2017 science fiction novel by Stephen Baxter

The Massacre of Mankind is a 2017 science fiction novel by the British writer Stephen Baxter, a sequel to H. G. Wells' 1898 classic The War of the Worlds, authorised by the Wells estate. It is set in 1921, 14 years after the Martian invasion in the original novel which was set circa 1907, as a second Martian invasion is chronicled by Miss Julie Elphinstone, the ex-sister-in-law of the narrator of War of the Worlds. Baxter also wrote an authorised sequel to Wells' novel The Time Machine, called The Time Ships.

==Plot summary==

From New York City in 1921, four people sail to England to meet with Walter Jenkins, the original author of the War of the Worlds story. Jenkins has seen signs that the Martians may be planning a second attack. They arrive to find London has become a totalitarian dystopia and the whole country is gearing up for war. Walter's brother, Frank, is conscripted the next day and London prepares for war. Beginning at 7:00pm, 50 cylinder-shaped Martian missiles land on the city, wiping out nearly half of the British Armed Forces. At midnight, another group of cylinders lands, carrying Martian warriors. The Martians emerge immediately, in contrast to the 19 hours required in their 1907 landings, and engage the British military with their heat rays. Counterattacks by the Army, the Navy and the relatively new Air Force prove mostly harmless against the Martian fighting-machines. Over the next few days, the Martians cripple London, carefully selecting targets of infrastructural importance, such as bridges, factories and railway stations. Many Londoners escape or take shelter.

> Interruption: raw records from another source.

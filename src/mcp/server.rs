//! MCP Server implementation using the official rmcp SDK
//!
//! Exposes CoinMarketCap listings and quotes as resources and tools.

use std::sync::Arc;

use rmcp::{ErrorData as McpError, RoleServer, ServerHandler, model::*, service::RequestContext};
use tracing::{debug, warn};

use crate::catalog::JSON_MIME_TYPE;
use crate::config::CredentialConfig;
use crate::dispatch::Dispatcher;
use crate::types::{CoinMarketError, ResourceDescriptor, ToolDescriptor};
use crate::upstream::CoinMarketClient;

/// Server name reported during initialization
pub const SERVER_NAME: &str = "coinmarket_service";

// ============================================================================
// Protocol conversions
// ============================================================================

impl From<CoinMarketError> for McpError {
    fn from(err: CoinMarketError) -> Self {
        let message = err.to_string();
        match err {
            CoinMarketError::UnsupportedScheme(_) | CoinMarketError::UnsupportedPath(_) => {
                McpError::resource_not_found(message, None)
            }
            CoinMarketError::InvalidUri(_)
            | CoinMarketError::UnsupportedTool(_)
            | CoinMarketError::InvalidArguments { .. } => McpError::invalid_params(message, None),
            _ => McpError::internal_error(message, None),
        }
    }
}

fn log_failure(err: &CoinMarketError) {
    if err.is_client_error() {
        debug!(error = %err, "Rejected request");
    } else {
        warn!(error = %err, "Request failed");
    }
}

fn to_resource(descriptor: ResourceDescriptor) -> Resource {
    let mut raw = RawResource::new(descriptor.uri, descriptor.name);
    raw.description = Some(descriptor.description.to_string());
    raw.mime_type = Some(descriptor.mime_type.to_string());
    raw.no_annotation()
}

fn to_tool(descriptor: ToolDescriptor) -> Tool {
    let schema = match descriptor.input_schema {
        serde_json::Value::Object(map) => map,
        _ => JsonObject::new(),
    };
    Tool::new(descriptor.name, descriptor.description, Arc::new(schema))
}

// ============================================================================
// MCP Service
// ============================================================================

/// CoinMarketCap MCP Service
///
/// Stateless apart from the immutable upstream client; clones share the
/// underlying HTTP connection pool.
#[derive(Debug, Clone)]
pub struct CoinMarketService {
    dispatcher: Dispatcher,
}

impl CoinMarketService {
    pub fn new(config: CredentialConfig) -> Result<Self, CoinMarketError> {
        let client = CoinMarketClient::new(config)?;
        Ok(Self::with_dispatcher(Dispatcher::new(client)))
    }

    pub fn with_dispatcher(dispatcher: Dispatcher) -> Self {
        Self { dispatcher }
    }
}

impl ServerHandler for CoinMarketService {
    fn get_info(&self) -> ServerInfo {
        ServerInfo {
            protocol_version: ProtocolVersion::V_2024_11_05,
            capabilities: ServerCapabilities::builder()
                .enable_tools()
                .enable_resources()
                .build(),
            server_info: Implementation {
                name: SERVER_NAME.to_string(),
                title: Some("CoinMarketCap".to_string()),
                version: env!("CARGO_PKG_VERSION").to_string(),
                icons: None,
                website_url: None,
            },
            instructions: Some(
                "CoinMarketCap MCP Server - latest cryptocurrency listings and quotes in USD"
                    .to_string(),
            ),
        }
    }

    async fn list_resources(
        &self,
        _request: Option<PaginatedRequestParam>,
        _context: RequestContext<RoleServer>,
    ) -> Result<ListResourcesResult, McpError> {
        let resources = self
            .dispatcher
            .list_resources()
            .into_iter()
            .map(to_resource)
            .collect();
        Ok(ListResourcesResult::with_all_items(resources))
    }

    async fn read_resource(
        &self,
        request: ReadResourceRequestParam,
        _context: RequestContext<RoleServer>,
    ) -> Result<ReadResourceResult, McpError> {
        let body = self
            .dispatcher
            .read_resource(&request.uri)
            .await
            .inspect_err(log_failure)?;

        let mut contents = ResourceContents::text(body, request.uri);
        if let ResourceContents::TextResourceContents { mime_type, .. } = &mut contents {
            *mime_type = Some(JSON_MIME_TYPE.to_string());
        }
        Ok(ReadResourceResult {
            contents: vec![contents],
        })
    }

    async fn list_tools(
        &self,
        _request: Option<PaginatedRequestParam>,
        _context: RequestContext<RoleServer>,
    ) -> Result<ListToolsResult, McpError> {
        let tools = self
            .dispatcher
            .list_tools()
            .into_iter()
            .map(to_tool)
            .collect();
        Ok(ListToolsResult::with_all_items(tools))
    }

    async fn call_tool(
        &self,
        request: CallToolRequestParam,
        _context: RequestContext<RoleServer>,
    ) -> Result<CallToolResult, McpError> {
        let items = self
            .dispatcher
            .call_tool(&request.name, request.arguments)
            .await
            .inspect_err(log_failure)?;

        Ok(CallToolResult::success(
            items.into_iter().map(|item| Content::text(item.text)).collect(),
        ))
    }
}

#[cfg(test)]
mod tests {
    use super::*;
    use crate::catalog;
    use crate::types::UpstreamError;

    fn service() -> CoinMarketService {
        CoinMarketService::new(CredentialConfig::new("test-key").unwrap()).unwrap()
    }

    #[test]
    fn test_server_info() {
        let info = service().get_info();
        assert_eq!(info.server_info.name, SERVER_NAME);
        assert_eq!(info.server_info.version, env!("CARGO_PKG_VERSION"));
        assert!(info.capabilities.tools.is_some());
        assert!(info.capabilities.resources.is_some());
    }

    #[test]
    fn test_resources_convert() {
        let resources: Vec<Resource> = catalog::resources().into_iter().map(to_resource).collect();
        assert_eq!(resources.len(), 2);
        assert_eq!(resources[0].raw.uri, catalog::LISTINGS_URI);
        assert_eq!(resources[1].raw.uri, catalog::QUOTES_URI);
        assert_eq!(resources[1].raw.mime_type.as_deref(), Some(JSON_MIME_TYPE));
    }

    #[test]
    fn test_tools_convert() {
        let tools: Vec<Tool> = catalog::tools().into_iter().map(to_tool).collect();
        assert_eq!(tools[0].name, catalog::LISTINGS_TOOL);
        assert_eq!(tools[1].name, catalog::QUOTES_TOOL);
        assert_eq!(tools[1].input_schema["type"], "object");
        assert!(tools[1].input_schema["properties"].get("slug").is_some());
    }

    #[test]
    fn test_error_mapping() {
        let err: McpError = CoinMarketError::UnsupportedTool("nope".to_string()).into();
        assert_eq!(err.code, ErrorCode::INVALID_PARAMS);
        assert_eq!(err.message, "Unsupported tool: nope");

        let err: McpError = CoinMarketError::UnsupportedScheme("https".to_string()).into();
        assert_eq!(err.code, ErrorCode::RESOURCE_NOT_FOUND);

        let err: McpError = CoinMarketError::ToolExecution(UpstreamError::Status {
            status: reqwest::StatusCode::INTERNAL_SERVER_ERROR,
            body: "boom".to_string(),
        })
        .into();
        assert_eq!(err.code, ErrorCode::INTERNAL_ERROR);
        assert!(err.message.contains("500"));
        assert!(err.message.contains("boom"));
    }
}
//! Credential and upstream configuration, loaded once at startup

use std::fmt;
use std::time::Duration;

use crate::types::{CoinMarketError, Result};

/// Environment variable holding the API key
pub const API_KEY_VAR: &str = "COINMARKET_API_KEY";
/// Environment variable overriding the upstream base URL
pub const BASE_URL_VAR: &str = "COINMARKET_BASE_URL";
/// Environment variable setting an HTTP timeout in milliseconds
pub const TIMEOUT_MS_VAR: &str = "COINMARKET_TIMEOUT_MS";

/// Default upstream host
pub const DEFAULT_BASE_URL: &str = "https://pro-api.coinmarketcap.com";

/// Immutable configuration passed into the upstream client
#[derive(Clone)]
pub struct CredentialConfig {
    api_key: String,
    base_url: String,
    timeout: Option<Duration>,
}

impl fmt::Debug for CredentialConfig {
    fn fmt(&self, f: &mut fmt::Formatter<'_>) -> fmt::Result {
        f.debug_struct("CredentialConfig")
            .field("api_key", &"<redacted>")
            .field("base_url", &self.base_url)
            .field("timeout", &self.timeout)
            .finish()
    }
}

impl CredentialConfig {
    /// Create a config with the given API key and default upstream
    ///
    /// Fails when the key is empty or whitespace.
    pub fn new(api_key: impl Into<String>) -> Result<Self> {
        let api_key = api_key.into().trim().to_string();
        if api_key.is_empty() {
            return Err(missing_key());
        }
        Ok(Self {
            api_key,
            base_url: DEFAULT_BASE_URL.to_string(),
            timeout: None,
        })
    }

    /// Load from the process environment (after `.env`, if the caller loaded one)
    pub fn from_env() -> Result<Self> {
        Self::from_lookup(|key| std::env::var(key).ok())
    }

    /// Load using an arbitrary variable lookup
    pub fn from_lookup<F>(lookup: F) -> Result<Self>
    where
        F: Fn(&str) -> Option<String>,
    {
        let api_key = lookup(API_KEY_VAR).ok_or_else(missing_key)?;
        let mut config = Self::new(api_key)?;

        if let Some(base_url) = lookup(BASE_URL_VAR).filter(|v| !v.trim().is_empty()) {
            config = config.with_base_url(base_url.trim());
        }

        if let Some(raw) = lookup(TIMEOUT_MS_VAR).filter(|v| !v.trim().is_empty()) {
            let ms = raw.trim().parse::<u64>().map_err(|e| {
                CoinMarketError::Config(format!("Invalid {TIMEOUT_MS_VAR} value '{raw}': {e}"))
            })?;
            config = config.with_timeout_ms(ms);
        }

        Ok(config)
    }

    /// Builder: set the upstream base URL
    pub fn with_base_url(mut self, base_url: impl Into<String>) -> Self {
        self.base_url = base_url.into().trim_end_matches('/').to_string();
        self
    }

    /// Builder: set the HTTP timeout
    pub fn with_timeout_ms(mut self, timeout: u64) -> Self {
        self.timeout = Some(Duration::from_millis(timeout));
        self
    }

    pub fn api_key(&self) -> &str {
        &self.api_key
    }

    pub fn base_url(&self) -> &str {
        &self.base_url
    }

    pub fn timeout(&self) -> Option<Duration> {
        self.timeout
    }
}

fn missing_key() -> CoinMarketError {
    CoinMarketError::Config(format!("Missing {API_KEY_VAR} environment variable"))
}

#[cfg(test)]
mod tests {
    use super::*;
    use std::collections::HashMap;

    fn lookup(vars: &[(&str, &str)]) -> impl Fn(&str) -> Option<String> {
        let map: HashMap<String, String> = vars
            .iter()
            .map(|(k, v)| (k.to_string(), v.to_string()))
            .collect();
        move |key| map.get(key).cloned()
    }

    #[test]
    fn test_missing_key_fails() {
        let err = CredentialConfig::from_lookup(lookup(&[])).unwrap_err();
        assert!(matches!(err, CoinMarketError::Config(_)));
        assert!(err.to_string().contains(API_KEY_VAR));
    }

    #[test]
    fn test_blank_key_fails() {
        let err = CredentialConfig::from_lookup(lookup(&[(API_KEY_VAR, "   ")])).unwrap_err();
        assert!(matches!(err, CoinMarketError::Config(_)));
    }

    #[test]
    fn test_defaults() {
        let config = CredentialConfig::from_lookup(lookup(&[(API_KEY_VAR, "abc")])).unwrap();
        assert_eq!(config.api_key(), "abc");
        assert_eq!(config.base_url(), DEFAULT_BASE_URL);
        assert!(config.timeout().is_none());
    }

    #[test]
    fn test_overrides() {
        let config = CredentialConfig::from_lookup(lookup(&[
            (API_KEY_VAR, "abc"),
            (BASE_URL_VAR, "http://localhost:9000/"),
            (TIMEOUT_MS_VAR, "2500"),
        ]))
        .unwrap();
        assert_eq!(config.base_url(), "http://localhost:9000");
        assert_eq!(config.timeout(), Some(Duration::from_millis(2500)));
    }

    #[test]
    fn test_bad_timeout() {
        let err = CredentialConfig::from_lookup(lookup(&[
            (API_KEY_VAR, "abc"),
            (TIMEOUT_MS_VAR, "soon"),
        ]))
        .unwrap_err();
        assert!(err.to_string().contains(TIMEOUT_MS_VAR));
    }

    #[test]
    fn test_debug_redacts_key() {
        let config = CredentialConfig::new("super-secret").unwrap();
        let debug = format!("{config:?}");
        assert!(!debug.contains("super-secret"));
        assert!(debug.contains("<redacted>"));
    }
}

2 years later in 1923, the Martians control England, though they mostly remain within their cordon. Jenkins asks Julie Elphinstone, his former sister-in-law, to go into the Martian cordon to try to communicate with them. She and her group make the long journey to there, dodging several Martian attacks along the way and meeting a saboteur named Marriott. At the Martian base, they discover that the Martians are carnivorous, keeping humans and humanoid species in holding tanks for future harvesting. They witness breeding experiments between Martians and humans. Eventually, they come to the feeding hole, where the Martians have humans hung upside-down from scaffolding while they inject the human's blood directly into their Martian bodies.

As the Martians continue to conquer other parts of Earth, Julie comes up with a plan. Knowing that the Martians communicate with their home planet by using sigils carved into the earth's surface, she wonders whether it would be possible to change the sigils and therefore disrupt communications. Eric Eden, a veteran of the first Martian war, agrees to let her attempt it. Eden transports Julie inside the cordon with his "landship", a massive tank-like vehicle the size of a battleship. Julie contacts the saboteur Marriott, who agrees to detonate numerous explosives to change the Martian sigils into the circular Jovian symbols. Within two hours, the Martians have withdrawn and the Jovians leave their circular sigil on the moon.

The book jumps forward 14 years to 1937. The Martians are still on Earth but no one knows where. Jenkins takes Julie half a mile into the earth to the underground Martian city in England. He speculates that this is how they live on Mars, that they have no secrets because of their telepathy, and that they are all treated as equals. The British Martians built a space gun and fired themselves back to Mars.

Reports say that other Martians moved to the Earth's poles where the climate is more Mars-like. Julie, Jenkins, Eden and some others take a massive German Zeppelin to the Arctic, where they see a Martian terraforming operation. Jenkins theorizes that, with the Jovians watching, they are forced to colonize rather than conquer, and that humans should work with them instead of against.

When Earth-Mars opposition comes around again, the Martians do not launch any cylinders. The war of the worlds is over.

In addition to the main storyline, the novel contains various standalone vignettes depicting Martian attacks in New York City, Berlin and Los Angeles.